Только тогда Люда сообщила мне о своем решении. Мое возвращение к бабушке стало немыслимым. Никто не мог бы поручиться за то, что она вторично не сдаст меня на руки ненавистному Доурову. Но избавиться от ее опеки тоже нельзя было — до моего совершеннолетия. И тогда Люда отправилась к бабушке и стала убеждать ее в необходимости моего отъезда в Петербург, чтобы я хотя бы один год пробыла в институте, среди новых людей, в кругу благовоспитанных девиц, влияние которых будто бы благотворно отразилось бы на моем, по выражению бабушки, «невозможном характере». Люда обещала подготовить меня, чтобы я могла поступить прямо в выпускной класс, и взялась похлопотать, чтобы меня приняли.
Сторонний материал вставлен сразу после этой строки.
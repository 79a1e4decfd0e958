/// Transport-frame reconstruction for one exchange's accumulated body text.
///
/// Captured bodies arrive with transport noise still embedded: chunked
/// transfer sizes leaking into the stream, SSE `data:` prefixes, terminal
/// sentinels. Reconstruction strips the noise and yields the logical payload
/// segments that extraction and rendering both work from.
///
/// Framing is sniffed structurally, in priority order:
/// 1. SSE when the literal `data:` marker is present anywhere
/// 2. one monolithic JSON document (object or array) covering the whole body
/// 3. NDJSON when the body spans multiple lines
/// 4. a single raw segment otherwise
use memchr::memchr;
use serde_json::Value;

const DONE_SENTINEL: &str = "[DONE]";

/// How the accumulated text was framed on the wire.
#[derive(Debug, Clone, Copy, PartialEq, Eq)]
pub enum Framing {
    EventStream,
    Monolithic,
    NdJson,
    Raw,
}

/// One logical payload unit recovered from the buffer.
#[derive(Debug, Clone)]
pub struct Segment {
    pub text: String,
    /// Parsed JSON when the segment text (or its brace-truncated form) parses.
    /// `None` drops the segment from structured extraction only; the renderer
    /// may still show the verbatim text.
    pub value: Option<Value>,
    /// `[DONE]` terminal sentinel; carries no content.
    pub terminal: bool,
}

impl Segment {
    fn payload(text: String) -> Self {
        if text == DONE_SENTINEL {
            return Self {
                text,
                value: None,
                terminal: true,
            };
        }
        let value = parse_segment_json(&text);
        Self {
            text,
            value,
            terminal: false,
        }
    }
}

/// The result of one reconstruction pass over the buffer snapshot.
///
/// Ephemeral: recomputed from the buffer on every pass, never persisted, so a
/// partially arrived stream simply produces a shorter segment list this time
/// around.
#[derive(Debug, Clone)]
pub struct Reconstruction {
    pub framing: Framing,
    pub segments: Vec<Segment>,
}

/// Reconstruct logical payload segments from accumulated body text.
#[must_use]
pub fn reconstruct(text: &str) -> Reconstruction {
    if text.contains("data:") {
        return Reconstruction {
            framing: Framing::EventStream,
            segments: sse_segments(text),
        };
    }

    let trimmed = text.trim();
    if let Some(value) = parse_whole_document(trimmed) {
        return Reconstruction {
            framing: Framing::Monolithic,
            segments: vec![Segment {
                text: trimmed.to_string(),
                value: Some(value),
                terminal: false,
            }],
        };
    }

    if text.contains('\n') {
        return Reconstruction {
            framing: Framing::NdJson,
            segments: ndjson_segments(text),
        };
    }

    Reconstruction {
        framing: Framing::Raw,
        segments: vec![Segment::payload(text.to_string())],
    }
}

/// Opportunistically parse segment text as JSON.
///
/// When the text fails to parse and carries extra trailing bytes after a
/// complete object, retry after truncating at the last `}`. Upstream chunked
/// transports occasionally append a secondary artifact after the payload; the
/// truncation tolerates that at the cost of silently dropping any meaningful
/// trailing text (a known trade-off, exercised in tests).
#[must_use]
pub fn parse_segment_json(text: &str) -> Option<Value> {
    let trimmed = text.trim();
    if trimmed.is_empty() {
        return None;
    }
    match serde_json::from_str::<Value>(trimmed) {
        Ok(value) => Some(value),
        Err(_) => {
            let cut = trimmed.rfind('}')?;
            serde_json::from_str(&trimmed[..=cut]).ok()
        }
    }
}

fn parse_whole_document(trimmed: &str) -> Option<Value> {
    if !(trimmed.starts_with('{') || trimmed.starts_with('[')) {
        return None;
    }
    serde_json::from_str::<Value>(trimmed)
        .ok()
        .filter(|v| v.is_object() || v.is_array())
}

/// A line consisting purely of hex digits is a chunked-transfer size marker
/// that leaked into the body, not payload.
fn is_chunk_size_artifact(line: &str) -> bool {
    !line.is_empty() && line.bytes().all(|b| b.is_ascii_hexdigit())
}

/// Extract the payload of an SSE `data:` line, tolerating a leaked chunk-size
/// prefix glued onto the front (`1a4data: {...}`). One leading space after the
/// colon is stripped per the SSE field rules.
fn sse_data_payload(line: &str) -> Option<&str> {
    let at = line.find("data:")?;
    if !line[..at].bytes().all(|b| b.is_ascii_hexdigit()) {
        return None;
    }
    let payload = &line[at + 5..];
    Some(payload.strip_prefix(' ').unwrap_or(payload))
}

fn sse_segments(text: &str) -> Vec<Segment> {
    let mut segments = Vec::new();
    let mut pending: Vec<&str> = Vec::new();

    for line in lines_of(text) {
        if line.trim().is_empty() {
            if !pending.is_empty() {
                segments.push(Segment::payload(pending.join("\n")));
                pending.clear();
            }
            continue;
        }
        if is_chunk_size_artifact(line) {
            continue;
        }
        if let Some(payload) = sse_data_payload(line) {
            pending.push(payload);
        }
        // event:/id:/comment lines carry no payload for this core
    }

    if !pending.is_empty() {
        segments.push(Segment::payload(pending.join("\n")));
    }
    segments
}

fn ndjson_segments(text: &str) -> Vec<Segment> {
    let mut segments = Vec::new();
    for line in lines_of(text) {
        let line = line.trim();
        if line.is_empty() || is_chunk_size_artifact(line) {
            continue;
        }
        segments.push(Segment::payload(line.to_string()));
    }
    segments
}

/// Yield lines with `\r` and the trailing newline stripped. The final
/// unterminated line is included.
fn lines_of(text: &str) -> impl Iterator<Item = &str> {
    let mut start = 0usize;
    std::iter::from_fn(move || {
        if start >= text.len() {
            return None;
        }
        let line = match memchr(b'\n', &text.as_bytes()[start..]) {
            Some(rel) => {
                let line = &text[start..start + rel];
                start += rel + 1;
                line
            }
            None => {
                let line = &text[start..];
                start = text.len();
                line
            }
        };
        Some(line.strip_suffix('\r').unwrap_or(line))
    })
}
//! Storage traits for state access

use crate::error::{StorageError, StorageResult};
use forksim_crypto::keccak256;
use forksim_primitives::{Address, H256, U256};

pub use forksim_crypto::EMPTY_CODE_HASH;

/// Account data
#[derive(Clone, Debug, PartialEq, Eq)]
pub struct Account {
    /// Account nonce
    pub nonce: u64,
    /// Account balance in wei
    pub balance: U256,
    /// Code hash (keccak256 of code, or EMPTY_CODE_HASH if no code)
    pub code_hash: H256,
}

impl Default for Account {
    fn default() -> Self {
        Self::new()
    }
}

impl Account {
    /// Encoded length: nonce (8) + balance (32) + code hash (32)
    pub const ENCODED_LEN: usize = 8 + 32 + 32;

    /// Create a new empty account
    pub fn new() -> Self {
        Self {
            nonce: 0,
            balance: U256::zero(),
            code_hash: EMPTY_CODE_HASH,
        }
    }

    /// Check if account is empty (EIP-161)
    pub fn is_empty(&self) -> bool {
        self.nonce == 0 && self.balance.is_zero() && self.code_hash == EMPTY_CODE_HASH
    }

    /// Check if account has code
    pub fn has_code(&self) -> bool {
        self.code_hash != EMPTY_CODE_HASH
    }

    /// Fixed-width big-endian encoding hashed into the state root
    pub fn to_bytes(&self) -> Vec<u8> {
        let mut bytes = Vec::with_capacity(Self::ENCODED_LEN);
        bytes.extend_from_slice(&self.nonce.to_be_bytes());
        let mut balance = [0u8; 32];
        self.balance.to_big_endian(&mut balance);
        bytes.extend_from_slice(&balance);
        bytes.extend_from_slice(self.code_hash.as_bytes());
        bytes
    }
}

/// Read access to state
pub trait StateReader {
    /// Get account by address
    fn get_account(&self, address: &Address) -> StorageResult<Option<Account>>;

    /// Get storage value; unset slots read as zero
    fn get_storage(&self, address: &Address, key: &H256) -> StorageResult<H256>;

    /// Get contract code by hash
    fn get_code(&self, code_hash: &H256) -> StorageResult<Option<Vec<u8>>>;

    /// Check if account exists
    fn account_exists(&self, address: &Address) -> StorageResult<bool> {
        Ok(self.get_account(address)?.is_some())
    }

    /// Get account nonce
    fn get_nonce(&self, address: &Address) -> StorageResult<u64> {
        Ok(self.get_account(address)?.map(|a| a.nonce).unwrap_or(0))
    }

    /// Get account balance
    fn get_balance(&self, address: &Address) -> StorageResult<U256> {
        Ok(self
            .get_account(address)?
            .map(|a| a.balance)
            .unwrap_or_default())
    }

    /// Get account code hash
    fn get_code_hash(&self, address: &Address) -> StorageResult<H256> {
        Ok(self
            .get_account(address)?
            .map(|a| a.code_hash)
            .unwrap_or(EMPTY_CODE_HASH))
    }

    /// Code deployed at an address; empty when the account has none
    fn get_account_code(&self, address: &Address) -> StorageResult<Vec<u8>> {
        let code_hash = self.get_code_hash(address)?;
        if code_hash == EMPTY_CODE_HASH {
            return Ok(Vec::new());
        }
        self.get_code(&code_hash)?
            .ok_or(StorageError::MissingCode {
                address: *address,
                code_hash,
            })
    }
}

/// Write access to state
pub trait StateWriter {
    /// Set account
    fn set_account(&mut self, address: Address, account: Account) -> StorageResult<()>;

    /// Delete account
    fn delete_account(&mut self, address: &Address) -> StorageResult<()>;

    /// Set storage value
    fn set_storage(&mut self, address: Address, key: H256, value: H256) -> StorageResult<()>;

    /// Set contract code
    fn set_code(&mut self, code_hash: H256, code: Vec<u8>) -> StorageResult<()>;

    /// Create an empty account unless one already exists
    fn create_account(&mut self, address: &Address) -> StorageResult<()>
    where
        Self: StateReader,
    {
        if !self.account_exists(address)? {
            self.set_account(*address, Account::new())?;
        }
        Ok(())
    }

    /// Store code and point the account at it, creating the account if needed
    fn set_account_code(&mut self, address: &Address, code: Vec<u8>) -> StorageResult<H256>
    where
        Self: StateReader,
    {
        let code_hash = if code.is_empty() {
            EMPTY_CODE_HASH
        } else {
            keccak256(&code)
        };
        if code_hash != EMPTY_CODE_HASH {
            self.set_code(code_hash, code)?;
        }
        let mut account = self.get_account(address)?.unwrap_or_default();
        account.code_hash = code_hash;
        self.set_account(*address, account)?;
        Ok(code_hash)
    }

    /// Overwrite the balance, creating the account if needed
    fn set_balance(&mut self, address: &Address, balance: U256) -> StorageResult<()>
    where
        Self: StateReader,
    {
        let mut account = self.get_account(address)?.unwrap_or_default();
        account.balance = balance;
        self.set_account(*address, account)
    }

    /// Add to balance
    fn add_balance(&mut self, address: &Address, amount: U256) -> StorageResult<()>
    where
        Self: StateReader,
    {
        let mut account = self.get_account(address)?.unwrap_or_default();
        account.balance = account.balance.saturating_add(amount);
        self.set_account(*address, account)
    }
}

/// Combined read/write state access
pub trait State: StateReader + StateWriter {}

impl<T: StateReader + StateWriter> State for T {}

#[cfg(test)]
mod tests {
    use super::*;
    use crate::state::StateCache;

    fn addr(n: u64) -> Address {
        Address::from_low_u64_be(n)
    }

    #[test]
    fn test_new_account_is_empty() {
        let account = Account::new();
        assert!(account.is_empty());
        assert!(!account.has_code());
        assert_eq!(account.to_bytes().len(), Account::ENCODED_LEN);
    }

    #[test]
    fn test_balance_or_code_makes_account_non_empty() {
        let mut funded = Account::new();
        funded.balance = U256::from(1);
        assert!(!funded.is_empty());

        let mut deployed = Account::new();
        deployed.code_hash = keccak256(&[0x00]);
        assert!(deployed.has_code());
        assert!(!deployed.is_empty());
    }

    #[test]
    fn test_encoding_tracks_every_field() {
        let base = Account::new();
        let mut nonce = base.clone();
        nonce.nonce = 1;
        let mut balance = base.clone();
        balance.balance = U256::from(1);
        assert_ne!(base.to_bytes(), nonce.to_bytes());
        assert_ne!(base.to_bytes(), balance.to_bytes());
        assert_ne!(nonce.to_bytes(), balance.to_bytes());
    }

    #[test]
    fn test_create_account_keeps_existing_balance() {
        let mut state = StateCache::new();
        state.set_balance(&addr(1), U256::from(9)).unwrap();
        state.create_account(&addr(1)).unwrap();
        assert_eq!(state.get_balance(&addr(1)).unwrap(), U256::from(9));
    }

    #[test]
    fn test_set_account_code() {
        let mut state = StateCache::new();
        let hash = state.set_account_code(&addr(1), vec![0x60, 0x00]).unwrap();
        assert_eq!(hash, keccak256(&[0x60, 0x00]));
        assert_eq!(state.get_account_code(&addr(1)).unwrap(), vec![0x60, 0x00]);

        let empty = state.set_account_code(&addr(2), Vec::new()).unwrap();
        assert_eq!(empty, EMPTY_CODE_HASH);
        assert!(state.account_exists(&addr(2)).unwrap());
        assert!(state.get_account_code(&addr(2)).unwrap().is_empty());
    }

    #[test]
    fn test_add_balance_saturates() {
        let mut state = StateCache::new();
        state.set_balance(&addr(1), U256::MAX).unwrap();
        state.add_balance(&addr(1), U256::from(1)).unwrap();
        assert_eq!(state.get_balance(&addr(1)).unwrap(), U256::MAX);
    }
}
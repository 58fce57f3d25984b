//! # forksim-fork
//!
//! Executes transactions against state that is fetched from a remote node
//! only when the bytecode asks for it.
//!
//! - [`ForkRecord`]: which facts were fetched, plus the access list a run built
//! - [`fetch_descriptor`]: the opcodes that trigger a fetch and where their operands sit
//! - [`LazyFork`]: the interpreter hook that fetches and installs missing facts
//! - [`execute`]: one transaction, intrinsic gas to refund
//! - [`reconstruct`]: a fresh state holding exactly what a record names

#![warn(missing_docs)]
#![warn(clippy::all)]

mod descriptor;
mod error;
mod execute;
mod hooks;
mod ideal;
mod record;

pub use descriptor::{fetch_descriptor, FetchDescriptor, FetchKind};
pub use error::{ForkError, ForkResult};
pub use execute::{execute, ExecutionOutcome, Transaction, PRECOMPILES};
pub use hooks::LazyFork;
pub use ideal::reconstruct;
pub use record::{AccessList, AccessListBuilder, AccessListItem, ForkRecord, StorageKey};
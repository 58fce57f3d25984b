//! EVM memory implementation

use crate::error::{EvmError, EvmResult};
use crate::gas;
use crate::stack::Word;

/// Offsets past this are never affordable; reject them before doing arithmetic.
const MAX_MEMORY: usize = u32::MAX as usize;

/// EVM memory (byte-addressable, expandable)
#[derive(Clone, Debug, Default)]
pub struct Memory {
    data: Vec<u8>,
}

impl Memory {
    /// Create new empty memory
    pub fn new() -> Self {
        Self { data: Vec::new() }
    }

    /// Get current memory size in bytes
    pub fn size(&self) -> usize {
        self.data.len()
    }

    /// Gas for growing memory to cover `offset..offset + size`.
    /// Zero-size ranges never expand.
    pub fn expansion_gas(&self, offset: usize, size: usize) -> EvmResult<u64> {
        if size == 0 {
            return Ok(0);
        }
        let end = offset
            .checked_add(size)
            .filter(|end| *end <= MAX_MEMORY)
            .ok_or(EvmError::OutOfGas)?;
        Ok(gas::memory_gas(self.data.len(), end))
    }

    /// Ensure memory is at least `offset + size` bytes, word aligned.
    /// Callers charge [`Memory::expansion_gas`] first.
    pub fn expand(&mut self, offset: usize, size: usize) {
        if size == 0 {
            return;
        }
        let new_size = offset.saturating_add(size);
        if new_size > self.data.len() {
            self.data.resize(new_size.div_ceil(32) * 32, 0);
        }
    }

    /// Load a 32-byte word from memory
    pub fn load(&self, offset: usize) -> Word {
        Word::from_big_endian(&self.load_slice(offset, 32))
    }

    /// Store a 32-byte word to memory
    pub fn store(&mut self, offset: usize, value: &Word) {
        let mut bytes = [0u8; 32];
        value.to_big_endian(&mut bytes);
        self.store_slice(offset, &bytes);
    }

    /// Store a single byte to memory
    pub fn store8(&mut self, offset: usize, value: u8) {
        self.expand(offset, 1);
        self.data[offset] = value;
    }

    /// Load a byte slice from memory; bytes past the end read as zero
    pub fn load_slice(&self, offset: usize, size: usize) -> Vec<u8> {
        let mut result = vec![0u8; size];
        if offset < self.data.len() {
            let end = offset.saturating_add(size).min(self.data.len());
            result[..end - offset].copy_from_slice(&self.data[offset..end]);
        }
        result
    }

    /// Store a byte slice to memory
    pub fn store_slice(&mut self, offset: usize, data: &[u8]) {
        if data.is_empty() {
            return;
        }
        self.expand(offset, data.len());
        self.data[offset..offset + data.len()].copy_from_slice(data);
    }

    /// Write `size` bytes taken from `source` at `source_offset`, zero padded.
    /// Shared by CALLDATACOPY, CODECOPY, EXTCODECOPY and RETURNDATACOPY.
    pub fn copy_from(&mut self, offset: usize, source: &[u8], source_offset: usize, size: usize) {
        if size == 0 {
            return;
        }
        self.expand(offset, size);
        let dest = &mut self.data[offset..offset + size];
        dest.fill(0);
        if source_offset < source.len() {
            let available = (source.len() - source_offset).min(size);
            dest[..available].copy_from_slice(&source[source_offset..source_offset + available]);
        }
    }

    /// Copy within memory (for MCOPY)
    pub fn copy(&mut self, dest: usize, src: usize, size: usize) {
        if size == 0 {
            return;
        }
        self.expand(dest.max(src), size);
        self.data.copy_within(src..src + size, dest);
    }

    /// Get raw data slice
    pub fn data(&self) -> &[u8] {
        &self.data
    }
}
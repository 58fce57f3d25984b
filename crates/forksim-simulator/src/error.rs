//! Simulation errors

use forksim_evm::{EvmError, Opcode};
use forksim_fork::ForkError;
use forksim_primitives::U256;
use forksim_rpc::RpcError;
use forksim_storage::StorageError;
use thiserror::Error;

/// Why a simulation or bundle was aborted
#[derive(Debug, Error)]
pub enum SimulationError {
    /// Remote fetch failed
    #[error("network error: {0}")]
    Network(#[from] RpcError),

    /// The sender cannot cover the value, checked before execution
    #[error("insufficient balance: need more than {required}, have {available}")]
    InsufficientBalance {
        /// Value the simulation sends
        required: U256,
        /// Remote sender balance
        available: U256,
    },

    /// A hooked opcode ran with too few stack operands
    #[error("stack underflow before {opcode}: need {required}, have {available}")]
    StackUnderflow {
        /// Opcode about to run
        opcode: Opcode,
        /// Operands needed
        required: usize,
        /// Stack height
        available: usize,
    },

    /// The transaction reverted or halted
    #[error("execution failed: {0}")]
    Execution(EvmError),

    /// Committing bundle state failed
    #[error("commit failed: {0}")]
    Commit(StorageError),

    /// Reading or rebuilding state failed
    #[error("state error: {0}")]
    Storage(#[from] StorageError),

    /// Invalid configuration
    #[error("config error: {0}")]
    Config(String),
}

impl SimulationError {
    /// Data handed back by REVERT, if that is how execution ended
    pub fn revert_data(&self) -> Option<&[u8]> {
        match self {
            SimulationError::Execution(EvmError::Revert(data)) => Some(data),
            _ => None,
        }
    }
}

impl From<ForkError> for SimulationError {
    fn from(e: ForkError) -> Self {
        match e {
            ForkError::Network(e) => SimulationError::Network(e),
            ForkError::StackUnderflow {
                opcode,
                required,
                available,
            } => SimulationError::StackUnderflow {
                opcode,
                required,
                available,
            },
            ForkError::Execution(e) => SimulationError::Execution(e),
            ForkError::Storage(e) => SimulationError::Storage(e),
        }
    }
}

/// Result type for simulations
pub type SimResult<T> = Result<T, SimulationError>;
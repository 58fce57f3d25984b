//! EVM error types

use forksim_primitives::{Address, H256};
use thiserror::Error;

/// EVM execution errors
#[derive(Debug, Error, Clone, PartialEq, Eq)]
pub enum EvmError {
    /// Out of gas
    #[error("out of gas")]
    OutOfGas,

    /// Stack underflow
    #[error("stack underflow")]
    StackUnderflow,

    /// Stack overflow
    #[error("stack overflow (max 1024)")]
    StackOverflow,

    /// Invalid jump destination
    #[error("invalid jump destination: {0}")]
    InvalidJump(usize),

    /// Invalid opcode
    #[error("invalid opcode: 0x{0:02x}")]
    InvalidOpcode(u8),

    /// Invalid memory access
    #[error("invalid memory access")]
    InvalidMemoryAccess,

    /// Write in static context
    #[error("state modification in static context")]
    StaticCallViolation,

    /// Return data out of bounds
    #[error("return data out of bounds")]
    ReturnDataOutOfBounds,

    /// Contract creation collision
    #[error("contract address collision")]
    CreateCollision,

    /// Max code size exceeded (EIP-170)
    #[error("max code size exceeded (limit: 24576 bytes)")]
    MaxCodeSizeExceeded,

    /// Init code size exceeded (EIP-3860)
    #[error("max init code size exceeded (limit: 49152 bytes)")]
    MaxInitCodeSizeExceeded,

    /// Deployed code starting with 0xEF (EIP-3541)
    #[error("deployed code starts with 0xef")]
    InvalidCodePrefix,

    /// Call depth exceeded
    #[error("call depth exceeded (max 1024)")]
    CallDepthExceeded,

    /// Insufficient balance for transfer
    #[error("insufficient balance")]
    InsufficientBalance,

    /// Nonce would overflow
    #[error("nonce overflow")]
    NonceOverflow,

    /// Revert with data
    #[error("execution reverted")]
    Revert(Vec<u8>),

    /// Storage error
    #[error("storage error: {0}")]
    Storage(String),
}

impl From<forksim_storage::StorageError> for EvmError {
    fn from(err: forksim_storage::StorageError) -> Self {
        EvmError::Storage(err.to_string())
    }
}

/// Result type for EVM operations
pub type EvmResult<T> = Result<T, EvmError>;

/// Outcome of one frame
#[derive(Debug, Clone)]
pub struct ExecutionResult {
    /// Whether execution succeeded
    pub success: bool,
    /// Gas used
    pub gas_used: u64,
    /// Gas left over, returned to the caller
    pub gas_left: u64,
    /// Return data (or revert data)
    pub output: Vec<u8>,
    /// Logs emitted
    pub logs: Vec<Log>,
    /// Why the frame stopped, when it did not succeed
    pub halt: Option<EvmError>,
}

/// Log entry emitted by LOG opcodes
#[derive(Debug, Clone, Default, PartialEq, Eq)]
pub struct Log {
    /// Contract address that emitted the log
    pub address: Address,
    /// Log topics (0-4)
    pub topics: Vec<H256>,
    /// Log data
    pub data: Vec<u8>,
}

impl ExecutionResult {
    /// Create a successful result
    pub fn success(gas_used: u64, gas_left: u64, output: Vec<u8>, logs: Vec<Log>) -> Self {
        Self {
            success: true,
            gas_used,
            gas_left,
            output,
            logs,
            halt: None,
        }
    }

    /// Exceptional halt: all gas consumed, no output
    pub fn failure(gas_used: u64, reason: EvmError) -> Self {
        Self {
            success: false,
            gas_used,
            gas_left: 0,
            output: Vec::new(),
            logs: Vec::new(),
            halt: Some(reason),
        }
    }

    /// Create a revert result; unused gas goes back to the caller
    pub fn revert(gas_used: u64, gas_left: u64, output: Vec<u8>) -> Self {
        Self {
            success: false,
            gas_used,
            gas_left,
            output: output.clone(),
            logs: Vec::new(),
            halt: Some(EvmError::Revert(output)),
        }
    }

    /// Whether the frame ended in REVERT
    pub fn is_revert(&self) -> bool {
        matches!(self.halt, Some(EvmError::Revert(_)))
    }
}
Сначала бабушка и слышать не хотела о моем отъезде в институт. Она раз десять повторила, что «на ее совести лежит воспитание внучки, и поэтому она сама, лично должна наблюдать за его ходом и не может доверить меня чужим людям, живущим за тысячи верст, хотя бы эти люди были важные и опытные институтские дамы». Кроме того, бабушка была твердо убеждена, что меня «не исправят никакие институты», что я «вконец испорчена», что учиться я не способна и т. п. Нужно было обладать терпением Люды, чтобы не отступить после подобных объяснений, продолжая убеждать упрямую, гордую старуху! В конце-концов Люда добилась своего — бабушка стала понемногу уступать, а затем дала полное свое согласие.

Пока тянулись переговоры с бабушкой, Люда, не говоря никому ни слова, усиленно хлопотала о месте классной дамы для себя в N-ском институте в Петербурге, где она блестяще окончила курс шестнадцать лет тому назад. Добрая, милая Люда! Чтобы я могла завершить воспитание и образование в институте, она жертвовала собственными благами, меняя выгодное и приятное место в доме богачей Соврадзе на тяжелую и трудную долю институтской классной дамы. Зато она давала мне возможность стать образованной светской барышней, достойной дочерью покойного князя, не разлучаясь со мной. Из любви к нашему названному покойному отцу, из любви ко мне сделала это моя кроткая, великодушная Люда…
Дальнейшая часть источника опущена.